Detailed Description of the Preferred Embodiments [0045] The embodiments herein and the various features and advantageous details thereof are explained more fully with reference to the non-limiting embodiments and detailed in the following description. Descriptions of well-known components and processing techniques are omitted so as to not unnecessarily obscure the embodiments herein. The examples used herein are intended merely to facilitate an understanding of ways in which the embodiments herein may be practiced and to further enable those of skill in the art to practice the embodiments herein. Accordingly, the examples should not be construed as limiting the scope of the embodiments herein.

[0046] As mentioned above, there remains a need for a universal switching assembly. The embodiments herein achieve this by providing a universal switch assembly with push and hold mechanism through multiple inclination position in PCBA with self-aligning features to accommodate the PCBA assembly of different thickness and slot dimensional variations in a desired position. Referring now to drawings, and more particularly to FIGS. 1 through 9, where similar reference characters denote corresponding features consistently throughout the figures, there are shown preferred embodiments.

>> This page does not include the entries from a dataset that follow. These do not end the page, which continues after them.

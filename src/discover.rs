//! Finding and registering spec files.
//!
//! Spec files register themselves at link time with [`spec_file!`](crate::spec_file),
//! which adds a [`SpecFile`] to [`SPEC_FILES`]. Discovery never touches the file
//! system: glob patterns are matched against the registered paths, which are the
//! `file!()` paths of the registering source files.

use std::fmt;

use glob::{MatchOptions, Pattern};

use crate::{declare::BuildContext, error::DiscoveryError};

/// How a spec file declares its tests.
#[derive(Clone, Copy)]
pub enum Loader {
    /// Declares through an explicit [`BuildContext`].
    Explicit(fn(&mut BuildContext<'_>)),
    /// Declares through the free functions in [`ambient`](crate::ambient),
    /// loading it requires globals.
    Ambient(fn()),
}

impl fmt::Debug for Loader {
    fn fmt(&self, f: &mut fmt::Formatter<'_>) -> fmt::Result {
        match self {
            Loader::Explicit(_) => write!(f, "Explicit(...)"),
            Loader::Ambient(_) => write!(f, "Ambient(...)"),
        }
    }
}

#[derive(Debug, Clone, Copy)]
pub struct SpecFile {
    pub path: &'static str,
    pub loader: Loader,
}

impl SpecFile {
    pub const fn new(path: &'static str, loader: Loader) -> Self {
        Self { path, loader }
    }
}

/// Every spec file linked into the current binary.
#[linkme::distributed_slice]
pub static SPEC_FILES: [SpecFile];

/// Register a spec file.
///
/// The closure-like body becomes the file's loader. With a `|cx|` parameter it
/// receives a [`BuildContext`], without one it uses the ambient API.
///
/// ```ignore
/// kisuite::spec_file!(MATH, |cx| {
///     cx.describe("math", |cx| {
///         cx.it("adds", || assert_eq!(1 + 1, 2));
///     });
/// });
/// ```
#[macro_export]
macro_rules! spec_file {
    ($name:ident, |$cx:ident| $body:block) => {
        #[$crate::linkme::distributed_slice($crate::discover::SPEC_FILES)]
        #[linkme(crate = $crate::linkme)]
        static $name: $crate::discover::SpecFile = $crate::discover::SpecFile::new(
            ::std::file!(),
            $crate::discover::Loader::Explicit({
                fn load($cx: &mut $crate::declare::BuildContext<'_>) $body
                load
            }),
        );
    };
    ($name:ident, || $body:block) => {
        #[$crate::linkme::distributed_slice($crate::discover::SPEC_FILES)]
        #[linkme(crate = $crate::linkme)]
        static $name: $crate::discover::SpecFile = $crate::discover::SpecFile::new(
            ::std::file!(),
            $crate::discover::Loader::Ambient({
                fn load() $body
                load
            }),
        );
    };
}

const MATCH_OPTIONS: MatchOptions = MatchOptions {
    case_sensitive: true,
    require_literal_separator: true,
    require_literal_leading_dot: false,
};

/// Resolve `patterns` against the spec files linked into this binary.
pub fn discover(patterns: &[String]) -> Result<Vec<&'static SpecFile>, DiscoveryError> {
    discover_in(&SPEC_FILES, patterns)
}

/// Resolve glob `patterns` against `files`.
///
/// No patterns selects every file. The result is sorted by path without
/// duplicates. A pattern that matches nothing is an error.
pub fn discover_in<'f>(
    files: &'f [SpecFile],
    patterns: &[impl AsRef<str>],
) -> Result<Vec<&'f SpecFile>, DiscoveryError> {
    let mut found: Vec<&SpecFile> = match patterns.is_empty() {
        true => files.iter().collect(),
        false => {
            let mut found = Vec::new();
            for pattern in patterns {
                let pattern = pattern.as_ref();
                let compiled =
                    Pattern::new(pattern).map_err(|source| DiscoveryError::InvalidPattern {
                        pattern: pattern.to_string(),
                        source,
                    })?;
                let before = found.len();
                found.extend(
                    files
                        .iter()
                        .filter(|file| compiled.matches_with(file.path, MATCH_OPTIONS)),
                );
                if found.len() == before {
                    return Err(DiscoveryError::NoMatch(pattern.to_string()));
                }
            }
            found
        }
    };

    found.sort_by_key(|file| file.path);
    found.dedup_by_key(|file| file.path);
    log::debug!("discovered {} spec files", found.len());
    Ok(found)
}

/// Look up required files by exact path, keeping the given order.
pub fn resolve_required<'f>(
    files: &'f [SpecFile],
    paths: &[impl AsRef<str>],
) -> Result<Vec<&'f SpecFile>, DiscoveryError> {
    paths
        .iter()
        .map(|path| {
            let path = path.as_ref();
            files
                .iter()
                .find(|file| file.path == path)
                .ok_or_else(|| DiscoveryError::UnknownRequire(path.to_string()))
        })
        .collect()
}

[0047] In accordance with an embodiment, the universal switch assembly can be integrated in to current modular market architecture and German architecture switching systems. More specifically, the universal switching assembly can be incorporated with push button switch, rotary dimmer and proximity sensors.

[0048] Figure 1 illustrates a perspective view of the universal switch assembly 1.00, according to an embodiment. In an embodiment, the universal switch assembly 100 includes a cover frame 101, a fixing frame 102, an intermediate cover 103, a casing 104, a rocker 105, a plurality of light pipe 106, a plurality of tact switch 107, a front PCBA 108, and a bottom PCBA 109. The cover frame 101 is an aesthetic common part and covers an entire possible part of the fixing frame 102. The fixing frame 102 is a structural part which can be mounted on the wall and all other parts of the switch assembly 100 are clipped to the fixing frame 102. An insert assembly of the switch assembly 100 consists of an intermediate cover 103, a casing 104, a front PCBA 108 and a bottom PCBA 109. The intermediate cover 103 can hold the PCBA 108 and snap to fix in the fixing frame 102 and snaps hold the casing 104 in between the bottom PCBA 109. The Rocker 105 is a moving element which actuates the tact switch 107 by rolling hinge. The tact switch 107 facilitates the switching function mounted on the casing 104. [0049] According to an embodiment, figure 2a illustrates a perspective view of the modular switch assembly installed on the wall 200 A. According to an embodiment, figure 2b illustrates a sectional view of an installation sequence of the modular switch assembly 200 B. The modular switch assembly installed on the wall 200 A includes a fixing frame 102, an insert assembly 201, a rocker 105 and a cover frame 101. In an embodiment, the fixing frame 102 can be mounted on an installed box on the wall. Then, the insert assembly 201 can be fixed on the fixing frame 102, while installation push and hold mechanism actuates by taking support of the fixing frame 102 and align and hold the PCBA 108 through multiple inclination to a desired position. The rocker 105 can then be mounted on the insert assembly 201 and the whole set up may be covered by the cover frame 101.

[0050] In an embodiment, the installation sequence of the modular switching assembly 200B includes the fixing frame 102 to be mounted on an installed box on the wall and further the rocker 105 can get fixed to the insert assembly 201 along with the cover frame 101. The whole arrangement of the insert assembly 201 together with the rocker 105 and the cover frame 101 can be mounted to the fixing frame 102.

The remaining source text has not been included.